» Records to process
********

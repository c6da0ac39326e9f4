//! Codenav Core - Per-request state for code navigation
//!
//! This library holds the caches a single navigation request builds once and
//! reads many times: the visible uploads, diff hunks used to translate
//! positions between commits, and commit existence/ancestry answers.

pub mod authz;
pub mod commit_cache;
pub mod config;
pub mod error;
pub mod git;
pub mod hunk_cache;
pub mod request_state;
pub mod translator;
pub mod upload;
pub mod upload_cache;

pub use authz::{GlobPermissionChecker, NoopPermissionChecker, SubRepoPermissionChecker};
pub use commit_cache::CommitCache;
pub use config::{Config, RequestConfig};
pub use error::CodenavError;
pub use git::{CommitClient, GitClient, GitCommandClient, Repo, RepositoryCommit};
pub use hunk_cache::{Hunk, HunkCache};
pub use request_state::{RequestArgs, RequestState};
pub use translator::{GitTreeTranslator, Position, Range};
pub use upload::{StoredUpload, Upload};
pub use upload_cache::UploadCache;

/// Result type alias for codenav operations
pub type Result<T> = std::result::Result<T, CodenavError>;
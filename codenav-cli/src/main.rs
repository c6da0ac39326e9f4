//! Codenav CLI - Answer code-navigation lookups for one request

mod request;

use clap::{Parser, Subcommand};
use codenav_core::{Position, Range, RepositoryCommit, RequestState, Upload};
use colored::Colorize;
use request::RequestOptions;
use tracing_subscriber::{fmt, EnvFilter};

#[derive(Parser)]
#[command(name = "codenav")]
#[command(about = "Per-request upload, position and commit lookups", long_about = None)]
struct Cli {
    /// Repository working tree
    #[arg(long, global = true, default_value = ".")]
    root: std::path::PathBuf,

    /// JSON file with the uploads visible to the request
    #[arg(long, global = true, env = "CODENAV_UPLOADS")]
    uploads: Option<std::path::PathBuf>,

    /// Config file (TOML)
    #[arg(long, global = true, env = "CODENAV_CONFIG")]
    config: Option<std::path::PathBuf>,

    /// Repository id used by uploads and commit lookups
    #[arg(long, global = true, default_value_t = 1)]
    repo_id: i32,

    /// Repository name (defaults to the root directory name)
    #[arg(long, global = true)]
    repo_name: Option<String>,

    /// Commit the request is made at (defaults to HEAD)
    #[arg(long, global = true)]
    commit: Option<String>,

    /// Repo-relative path the request is made for
    #[arg(long, global = true, default_value = "")]
    path: String,

    /// Override maximum upload ids per moniker search
    #[arg(long, global = true)]
    max_indexes: Option<usize>,

    /// Override number of diffs retained for translation
    #[arg(long, global = true)]
    hunk_cache_size: Option<usize>,

    /// Output as JSON
    #[arg(long, global = true)]
    json: bool,

    #[command(subcommand)]
    command: Commands,
}

#[derive(Subcommand)]
enum Commands {
    /// List uploads in store order
    Uploads,

    /// Show the upload at a position in store order
    At {
        index: usize,
    },

    /// Show the upload with an id
    Lookup {
        id: i32,
    },

    /// Translate a position from another commit to the request commit
    Translate {
        /// Commit the position was recorded at
        from: String,
        /// Zero-indexed line
        line: u32,
        /// Zero-indexed character
        #[arg(default_value_t = 0)]
        character: u32,
        /// Translate from the request commit to `from` instead
        #[arg(long)]
        reverse: bool,
        /// Translate in a different file than --path
        #[arg(long)]
        file: Option<String>,
    },

    /// Check whether commits exist in the repository
    Resolvable {
        commits: Vec<String>,
    },

    /// Check whether one commit is an ancestor of another
    Ancestor {
        ancestor: String,
        descendant: String,
    },

    /// Split upload ids into moniker search batches (all uploads if omitted)
    Batches {
        ids: Vec<i32>,
    },
}

fn main() {
    fmt()
        .with_env_filter(EnvFilter::from_default_env())
        .with_writer(std::io::stderr)
        .init();

    let cli = Cli::parse();
    let json = cli.json;

    let options = RequestOptions {
        root: cli.root,
        uploads: cli.uploads,
        config: cli.config,
        repo_id: cli.repo_id,
        repo_name: cli.repo_name,
        commit: cli.commit,
        path: cli.path,
        max_indexes: cli.max_indexes,
        hunk_cache_size: cli.hunk_cache_size,
    };

    let result = request::build(options).and_then(|state| run(&state, cli.command, json));

    if let Err(e) = result {
        if json {
            let envelope = e.envelope();
            match serde_json::to_string_pretty(&envelope) {
                Ok(body) => eprintln!("{}", body),
                Err(_) => eprintln!("Error: {}", e),
            }
        } else {
            eprintln!("{}: {}", "Error".red(), e);
        }
        std::process::exit(1);
    }
}

fn run(state: &RequestState, command: Commands, json: bool) -> codenav_core::Result<()> {
    match command {
        Commands::Uploads => cmd_uploads(state, json),
        Commands::At { index } => print_upload(state.get_cache_uploads_at_index(index), json),
        Commands::Lookup { id } => print_upload(state.get_upload_from_cache_map(id), json),
        Commands::Translate {
            from,
            line,
            character,
            reverse,
            file,
        } => cmd_translate(state, &from, Position::new(line, character), reverse, file, json),
        Commands::Resolvable { commits } => cmd_resolvable(state, &commits, json),
        Commands::Ancestor {
            ancestor,
            descendant,
        } => cmd_ancestor(state, &ancestor, &descendant, json),
        Commands::Batches { ids } => cmd_batches(state, ids, json),
    }
}

fn cmd_uploads(state: &RequestState, json: bool) -> codenav_core::Result<()> {
    let uploads = state.get_cache_uploads();
    if json {
        println!("{}", serde_json::to_string_pretty(uploads.as_slice())?);
        return Ok(());
    }

    let path = &state.args().path;
    for upload in uploads.iter() {
        let readable = state
            .auth_checker()
            .can_read(&upload.repository_name, upload.root.trim_end_matches('/'));
        let marker = if !readable {
            "hidden".red()
        } else if upload.covers_path(path) {
            "covers".green()
        } else {
            "other".normal()
        };
        println!(
            "{} {:>6}  {}  {}  {}@{}  [{}]",
            marker,
            upload.id,
            short(&upload.commit),
            display_root(&upload.root),
            upload.indexer,
            upload.indexer_version,
            upload.state
        );
    }
    println!("{}: {} uploads", "Total".blue(), uploads.len());
    Ok(())
}

fn print_upload(upload: Option<Upload>, json: bool) -> codenav_core::Result<()> {
    if json {
        println!("{}", serde_json::to_string_pretty(&upload)?);
        return Ok(());
    }

    match upload {
        Some(upload) => {
            println!("{}: {}", "Upload".green(), upload.id);
            println!("  commit:     {}", upload.commit);
            println!("  root:       {}", display_root(&upload.root));
            println!("  indexer:    {} {}", upload.indexer, upload.indexer_version);
            println!("  state:      {}", upload.state);
            println!("  repository: {} ({})", upload.repository_name, upload.repository_id);
            println!("  visible:    {}", upload.visible_at_tip);
            if let Some(message) = &upload.failure_message {
                println!("  failure:    {}", message);
            }
            if let Some(index_id) = upload.associated_index_id {
                println!("  index job:  {}", index_id);
            }
        }
        None => println!("{}", "Not found".yellow()),
    }
    Ok(())
}

fn cmd_translate(
    state: &RequestState,
    from: &str,
    position: Position,
    reverse: bool,
    file: Option<String>,
    json: bool,
) -> codenav_core::Result<()> {
    let translator = state.git_tree_translator();
    let translated = match file {
        Some(file) => translator
            .get_target_commit_range_from_source_range(
                from,
                &file,
                Range {
                    start: position,
                    end: position,
                },
                reverse,
            )?
            .map(|range| range.start),
        None => {
            translator.get_target_commit_position_from_source_position(from, position, reverse)?
        }
    };

    if json {
        println!("{}", serde_json::to_string_pretty(&translated)?);
        return Ok(());
    }

    match translated {
        Some(p) => println!(
            "{}: {}:{} -> {}:{}",
            "Translated".green(),
            position.line,
            position.character,
            p.line,
            p.character
        ),
        None => println!("{}: line changed between commits", "Untranslatable".yellow()),
    }
    Ok(())
}

fn cmd_resolvable(
    state: &RequestState,
    commits: &[String],
    json: bool,
) -> codenav_core::Result<()> {
    let repository_id = state.args().repo.id;
    let batch: Vec<RepositoryCommit> = commits
        .iter()
        .map(|c| RepositoryCommit::new(repository_id, c.as_str()))
        .collect();
    let answers = state.commit_cache().are_commits_resolvable(&batch)?;

    if json {
        let body: Vec<_> = commits
            .iter()
            .zip(&answers)
            .map(|(commit, exists)| serde_json::json!({ "commit": commit, "exists": exists }))
            .collect();
        println!("{}", serde_json::to_string_pretty(&body)?);
        return Ok(());
    }

    for (commit, exists) in commits.iter().zip(answers) {
        let label = if exists { "exists".green() } else { "missing".red() };
        println!("{} {}", label, commit);
    }
    Ok(())
}

fn cmd_ancestor(
    state: &RequestState,
    ancestor: &str,
    descendant: &str,
    json: bool,
) -> codenav_core::Result<()> {
    let answer = state
        .commit_cache()
        .is_ancestor(state.args().repo.id, ancestor, descendant)?;

    if json {
        println!("{}", serde_json::json!({ "is_ancestor": answer }));
    } else if answer {
        println!("{} is an ancestor of {}", short(ancestor).green(), short(descendant));
    } else {
        println!("{} is not an ancestor of {}", short(ancestor).yellow(), short(descendant));
    }
    Ok(())
}

fn cmd_batches(state: &RequestState, ids: Vec<i32>, json: bool) -> codenav_core::Result<()> {
    let ids = if ids.is_empty() {
        state.get_cache_uploads().iter().map(|u| u.id).collect()
    } else {
        ids
    };
    let batches = state.moniker_search_batches(&ids);

    if json {
        println!("{}", serde_json::to_string_pretty(&batches)?);
        return Ok(());
    }

    println!(
        "{}: {} batches (max {} ids each)",
        "Moniker search".blue(),
        batches.len(),
        state.maximum_indexes_per_moniker_search()
    );
    for (i, batch) in batches.iter().enumerate() {
        let ids: Vec<String> = batch.iter().map(|id| id.to_string()).collect();
        println!("  {}: {}", i, ids.join(", "));
    }
    Ok(())
}

fn short(commit: &str) -> &str {
    commit.get(..12).unwrap_or(commit)
}

fn display_root(root: &str) -> &str {
    if root.is_empty() {
        "/"
    } else {
        root
    }
}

********

» Task
Each line of the listing above that includes the word "order" should be copied.

» Result of this task
    /// List uploads in store order
    /// Show the upload at a position in store order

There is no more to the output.